▶ [What to produce] Could you reproduce every record below exactly as written?

Collected data entries
-=-=-

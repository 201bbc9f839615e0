//! Postgres-backed job store.
//!
//! Expects a `job_postings` table shaped like:
//!
//! ```sql
//! CREATE TABLE job_postings (
//!     id             UUID PRIMARY KEY,
//!     company_id     UUID NOT NULL,
//!     title          TEXT NOT NULL,
//!     department     TEXT,
//!     job_type       TEXT NOT NULL,
//!     workplace_type TEXT NOT NULL,
//!     location       TEXT NOT NULL,
//!     skills         TEXT[] NOT NULL DEFAULT '{}',
//!     status         TEXT NOT NULL,
//!     is_active      BOOLEAN NOT NULL DEFAULT TRUE,
//!     created_at     TIMESTAMPTZ NOT NULL DEFAULT now()
//! );
//! ```

use async_trait::async_trait;
use sqlx::{PgPool, Postgres, QueryBuilder};
use uuid::Uuid;

use super::{JobStore, StoreError};
use crate::models::job::{JobPosting, JobPostingRow, JobPostingUpdate};
use crate::search::criteria::SortField;
use crate::search::query::{Condition, JobQuery, TextField};

pub struct PgJobStore {
    pool: PgPool,
}

impl PgJobStore {
    pub fn new(pool: PgPool) -> Self {
        Self { pool }
    }
}

#[async_trait]
impl JobStore for PgJobStore {
    async fn search(&self, query: &JobQuery) -> Result<Vec<JobPosting>, StoreError> {
        let mut builder = search_sql(query);
        let rows: Vec<JobPostingRow> = builder
            .build_query_as()
            .fetch_all(&self.pool)
            .await
            .map_err(unavailable)?;

        rows.into_iter()
            .map(|row| JobPosting::try_from(row).map_err(|e| StoreError::Data(e.to_string())))
            .collect()
    }

    async fn create(&self, posting: JobPosting) -> Result<JobPosting, StoreError> {
        sqlx::query(
            "INSERT INTO job_postings \
             (id, company_id, title, department, job_type, workplace_type, \
              location, skills, status, is_active, created_at) \
             VALUES ($1, $2, $3, $4, $5, $6, $7, $8, $9, $10, $11)",
        )
        .bind(posting.id)
        .bind(posting.company_id)
        .bind(&posting.title)
        .bind(&posting.department)
        .bind(posting.job_type.as_str())
        .bind(posting.workplace_type.as_str())
        .bind(&posting.location)
        .bind(&posting.skills)
        .bind(posting.status.as_str())
        .bind(posting.is_active)
        .bind(posting.created_at)
        .execute(&self.pool)
        .await
        .map_err(unavailable)?;

        Ok(posting)
    }

    async fn update(&self, id: Uuid, update: JobPostingUpdate) -> Result<(), StoreError> {
        let Some(mut builder) = update_sql(id, &update) else {
            return Ok(()); // nothing to change
        };
        let result = builder
            .build()
            .execute(&self.pool)
            .await
            .map_err(unavailable)?;
        if result.rows_affected() == 0 {
            return Err(StoreError::NotFound);
        }
        Ok(())
    }

    async fn delete(&self, id: Uuid) -> Result<(), StoreError> {
        let result = sqlx::query("DELETE FROM job_postings WHERE id = $1")
            .bind(id)
            .execute(&self.pool)
            .await
            .map_err(unavailable)?;
        if result.rows_affected() == 0 {
            return Err(StoreError::NotFound);
        }
        Ok(())
    }
}

fn unavailable(e: sqlx::Error) -> StoreError {
    StoreError::Unavailable(e.to_string())
}

const SELECT_POSTINGS: &str = "SELECT id, company_id, title, department, job_type, \
     workplace_type, location, skills, status, is_active, created_at \
     FROM job_postings WHERE TRUE";

/// Renders a `JobQuery` into a parameterized SELECT. Pure; the tests below
/// assert directly on the generated SQL.
fn search_sql(query: &JobQuery) -> QueryBuilder<'static, Postgres> {
    let mut builder = QueryBuilder::new(SELECT_POSTINGS);
    for condition in &query.conditions {
        push_condition(&mut builder, condition);
    }
    builder.push(" ORDER BY ");
    builder.push(order_column(query.order.field));
    builder.push(if query.order.descending {
        " DESC"
    } else {
        " ASC"
    });
    builder
}

fn push_condition(builder: &mut QueryBuilder<'static, Postgres>, condition: &Condition) {
    match condition {
        Condition::AnyTextContains(needle) => {
            let pattern = like_pattern(needle);
            builder.push(" AND (title ILIKE ");
            builder.push_bind(pattern.clone());
            builder.push(" OR department ILIKE ");
            builder.push_bind(pattern.clone());
            builder.push(" OR location ILIKE ");
            builder.push_bind(pattern);
            builder.push(")");
        }
        Condition::TextContains(field, needle) => {
            builder.push(" AND ");
            builder.push(text_column(*field));
            builder.push(" ILIKE ");
            builder.push_bind(like_pattern(needle));
        }
        Condition::TypeIs(job_type) => {
            builder.push(" AND job_type = ");
            builder.push_bind(job_type.as_str());
        }
        Condition::WorkplaceIs(workplace) => {
            builder.push(" AND workplace_type = ");
            builder.push_bind(workplace.as_str());
        }
        Condition::StatusIs(status) => {
            builder.push(" AND status = ");
            builder.push_bind(status.as_str());
        }
        Condition::ActiveIs(active) => {
            builder.push(" AND is_active = ");
            builder.push_bind(*active);
        }
        Condition::HasAllSkills(skills) => {
            builder.push(" AND skills @> ");
            builder.push_bind(skills.clone());
        }
        Condition::CreatedWithin { from, to } => {
            if let Some(from) = from {
                builder.push(" AND created_at >= ");
                builder.push_bind(*from);
            }
            if let Some(to) = to {
                builder.push(" AND created_at <= ");
                builder.push_bind(*to);
            }
        }
        Condition::OwnedBy(company_id) => {
            builder.push(" AND company_id = ");
            builder.push_bind(*company_id);
        }
    }
}

/// Renders a partial UPDATE, or `None` when the update carries no fields.
fn update_sql(id: Uuid, update: &JobPostingUpdate) -> Option<QueryBuilder<'static, Postgres>> {
    if update.is_empty() {
        return None;
    }

    let mut builder = QueryBuilder::new("UPDATE job_postings SET ");
    let mut fields = builder.separated(", ");
    if let Some(title) = &update.title {
        fields.push("title = ").push_bind_unseparated(title.clone());
    }
    if let Some(department) = &update.department {
        fields
            .push("department = ")
            .push_bind_unseparated(department.clone());
    }
    if let Some(job_type) = update.job_type {
        fields
            .push("job_type = ")
            .push_bind_unseparated(job_type.as_str());
    }
    if let Some(workplace_type) = update.workplace_type {
        fields
            .push("workplace_type = ")
            .push_bind_unseparated(workplace_type.as_str());
    }
    if let Some(location) = &update.location {
        fields
            .push("location = ")
            .push_bind_unseparated(location.clone());
    }
    if let Some(skills) = &update.skills {
        fields
            .push("skills = ")
            .push_bind_unseparated(skills.clone());
    }
    if let Some(status) = update.status {
        fields
            .push("status = ")
            .push_bind_unseparated(status.as_str());
    }
    if let Some(is_active) = update.is_active {
        fields
            .push("is_active = ")
            .push_bind_unseparated(is_active);
    }
    builder.push(" WHERE id = ");
    builder.push_bind(id);
    Some(builder)
}

/// Escapes LIKE wildcards in user input and wraps it for substring matching.
fn like_pattern(needle: &str) -> String {
    let escaped = needle
        .replace('\\', "\\\\")
        .replace('%', "\\%")
        .replace('_', "\\_");
    format!("%{escaped}%")
}

fn text_column(field: TextField) -> &'static str {
    match field {
        TextField::Title => "title",
        TextField::Department => "department",
        TextField::Location => "location",
    }
}

fn order_column(field: SortField) -> &'static str {
    match field {
        SortField::CreatedAt => "created_at",
        SortField::Title => "title",
        SortField::Location => "location",
        SortField::Department => "department",
    }
}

-=-=-

▶ [Your response]
repository 201bbc9f839615e0
//! Postgres-backed job store.
//!
//! Expects a `job_postings` table shaped like:
//!
//! ```sql
//! CREATE TABLE job_postings (
//!     id             UUID PRIMARY KEY,
//!     company_id     UUID NOT NULL,
//!     title          TEXT NOT NULL,
//!     department     TEXT,
//!     job_type       TEXT NOT NULL,
//!     workplace_type TEXT NOT NULL,
//!     location       TEXT NOT NULL,
//!     skills         TEXT[] NOT NULL DEFAULT '{}',
//!     status         TEXT NOT NULL,
//!     is_active      BOOLEAN NOT NULL DEFAULT TRUE,
//!     created_at     TIMESTAMPTZ NOT NULL DEFAULT now()
//! );
//! ```

use async_trait::async_trait;
use sqlx::{PgPool, Postgres, QueryBuilder};
use uuid::Uuid;

use super::{JobStore, StoreError};
use crate::models::job::{JobPosting, JobPostingRow, JobPostingUpdate};
use crate::search::criteria::SortField;
use crate::search::query::{Condition, JobQuery, TextField};

pub struct PgJobStore {
    pool: PgPool,
}

impl PgJobStore {
    pub fn new(pool: PgPool) -> Self {
        Self { pool }
    }
}

#[async_trait]
impl JobStore for PgJobStore {
    async fn search(&self, query: &JobQuery) -> Result<Vec<JobPosting>, StoreError> {
        let mut builder = search_sql(query);
        let rows: Vec<JobPostingRow> = builder
            .build_query_as()
            .fetch_all(&self.pool)
            .await
            .map_err(unavailable)?;

        rows.into_iter()
            .map(|row| JobPosting::try_from(row).map_err(|e| StoreError::Data(e.to_string())))
            .collect()
    }

    async fn create(&self, posting: JobPosting) -> Result<JobPosting, StoreError> {
        sqlx::query(
            "INSERT INTO job_postings \
             (id, company_id, title, department, job_type, workplace_type, \
              location, skills, status, is_active, created_at) \
             VALUES ($1, $2, $3, $4, $5, $6, $7, $8, $9, $10, $11)",
        )
        .bind(posting.id)
        .bind(posting.company_id)
        .bind(&posting.title)
        .bind(&posting.department)
        .bind(posting.job_type.as_str())
        .bind(posting.workplace_type.as_str())
        .bind(&posting.location)
        .bind(&posting.skills)
        .bind(posting.status.as_str())
        .bind(posting.is_active)
        .bind(posting.created_at)
        .execute(&self.pool)
        .await
        .map_err(unavailable)?;

        Ok(posting)
    }

    async fn update(&self, id: Uuid, update: JobPostingUpdate) -> Result<(), StoreError> {
        let Some(mut builder) = update_sql(id, &update) else {
            return Ok(()); // nothing to change
        };
        let result = builder
            .build()
            .execute(&self.pool)
            .await
            .map_err(unavailable)?;
        if result.rows_affected() == 0 {
            return Err(StoreError::NotFound);
        }
        Ok(())
    }

    async fn delete(&self, id: Uuid) -> Result<(), StoreError> {
        let result = sqlx::query("DELETE FROM job_postings WHERE id = $1")
            .bind(id)
            .execute(&self.pool)
            .await
            .map_err(unavailable)?;
        if result.rows_affected() == 0 {
            return Err(StoreError::NotFound);
        }
        Ok(())
    }
}

fn unavailable(e: sqlx::Error) -> StoreError {
    StoreError::Unavailable(e.to_string())
}

const SELECT_POSTINGS: &str = "SELECT id, company_id, title, department, job_type, \
     workplace_type, location, skills, status, is_active, created_at \
     FROM job_postings WHERE TRUE";

/// Renders a `JobQuery` into a parameterized SELECT. Pure; the tests below
/// assert directly on the generated SQL.
fn search_sql(query: &JobQuery) -> QueryBuilder<'static, Postgres> {
    let mut builder = QueryBuilder::new(SELECT_POSTINGS);
    for condition in &query.conditions {
        push_condition(&mut builder, condition);
    }
    builder.push(" ORDER BY ");
    builder.push(order_column(query.order.field));
    builder.push(if query.order.descending {
        " DESC"
    } else {
        " ASC"
    });
    builder
}

fn push_condition(builder: &mut QueryBuilder<'static, Postgres>, condition: &Condition) {
    match condition {
        Condition::AnyTextContains(needle) => {
            let pattern = like_pattern(needle);
            builder.push(" AND (title ILIKE ");
            builder.push_bind(pattern.clone());
            builder.push(" OR department ILIKE ");
            builder.push_bind(pattern.clone());
            builder.push(" OR location ILIKE ");
            builder.push_bind(pattern);
            builder.push(")");
        }
        Condition::TextContains(field, needle) => {
            builder.push(" AND ");
            builder.push(text_column(*field));
            builder.push(" ILIKE ");
            builder.push_bind(like_pattern(needle));
        }
        Condition::TypeIs(job_type) => {
            builder.push(" AND job_type = ");
            builder.push_bind(job_type.as_str());
        }
        Condition::WorkplaceIs(workplace) => {
            builder.push(" AND workplace_type = ");
            builder.push_bind(workplace.as_str());
        }
        Condition::StatusIs(status) => {
            builder.push(" AND status = ");
            builder.push_bind(status.as_str());
        }
        Condition::ActiveIs(active) => {
            builder.push(" AND is_active = ");
            builder.push_bind(*active);
        }
        Condition::HasAllSkills(skills) => {
            builder.push(" AND skills @> ");
            builder.push_bind(skills.clone());
        }
        Condition::CreatedWithin { from, to } => {
            if let Some(from) = from {
                builder.push(" AND created_at >= ");
                builder.push_bind(*from);
            }
            if let Some(to) = to {
                builder.push(" AND created_at <= ");
                builder.push_bind(*to);
            }
        }
        Condition::OwnedBy(company_id) => {
            builder.push(" AND company_id = ");
            builder.push_bind(*company_id);
        }
    }
}

/// Renders a partial UPDATE, or `None` when the update carries no fields.
fn update_sql(id: Uuid, update: &JobPostingUpdate) -> Option<QueryBuilder<'static, Postgres>> {
    if update.is_empty() {
        return None;
    }

    let mut builder = QueryBuilder::new("UPDATE job_postings SET ");
    let mut fields = builder.separated(", ");
    if let Some(title) = &update.title {
        fields.push("title = ").push_bind_unseparated(title.clone());
    }
    if let Some(department) = &update.department {
        fields
            .push("department = ")
            .push_bind_unseparated(department.clone());
    }
    if let Some(job_type) = update.job_type {
        fields
            .push("job_type = ")
            .push_bind_unseparated(job_type.as_str());
    }
    if let Some(workplace_type) = update.workplace_type {
        fields
            .push("workplace_type = ")
            .push_bind_unseparated(workplace_type.as_str());
    }
    if let Some(location) = &update.location {
        fields
            .push("location = ")
            .push_bind_unseparated(location.clone());
    }
    if let Some(skills) = &update.skills {
        fields
            .push("skills = ")
            .push_bind_unseparated(skills.clone());
    }
    if let Some(status) = update.status {
        fields
            .push("status = ")
            .push_bind_unseparated(status.as_str());
    }
    if let Some(is_active) = update.is_active {
        fields
            .push("is_active = ")
            .push_bind_unseparated(is_active);
    }
    builder.push(" WHERE id = ");
    builder.push_bind(id);
    Some(builder)
}

/// Escapes LIKE wildcards in user input and wraps it for substring matching.
fn like_pattern(needle: &str) -> String {
    let escaped = needle
        .replace('\\', "\\\\")
        .replace('%', "\\%")
        .replace('_', "\\_");
    format!("%{escaped}%")
}

fn text_column(field: TextField) -> &'static str {
    match field {
        TextField::Title => "title",
        TextField::Department => "department",
        TextField::Location => "location",
    }
}

fn order_column(field: SortField) -> &'static str {
    match field {
        SortField::CreatedAt => "created_at",
        SortField::Title => "title",
        SortField::Location => "location",
        SortField::Department => "department",
    }
}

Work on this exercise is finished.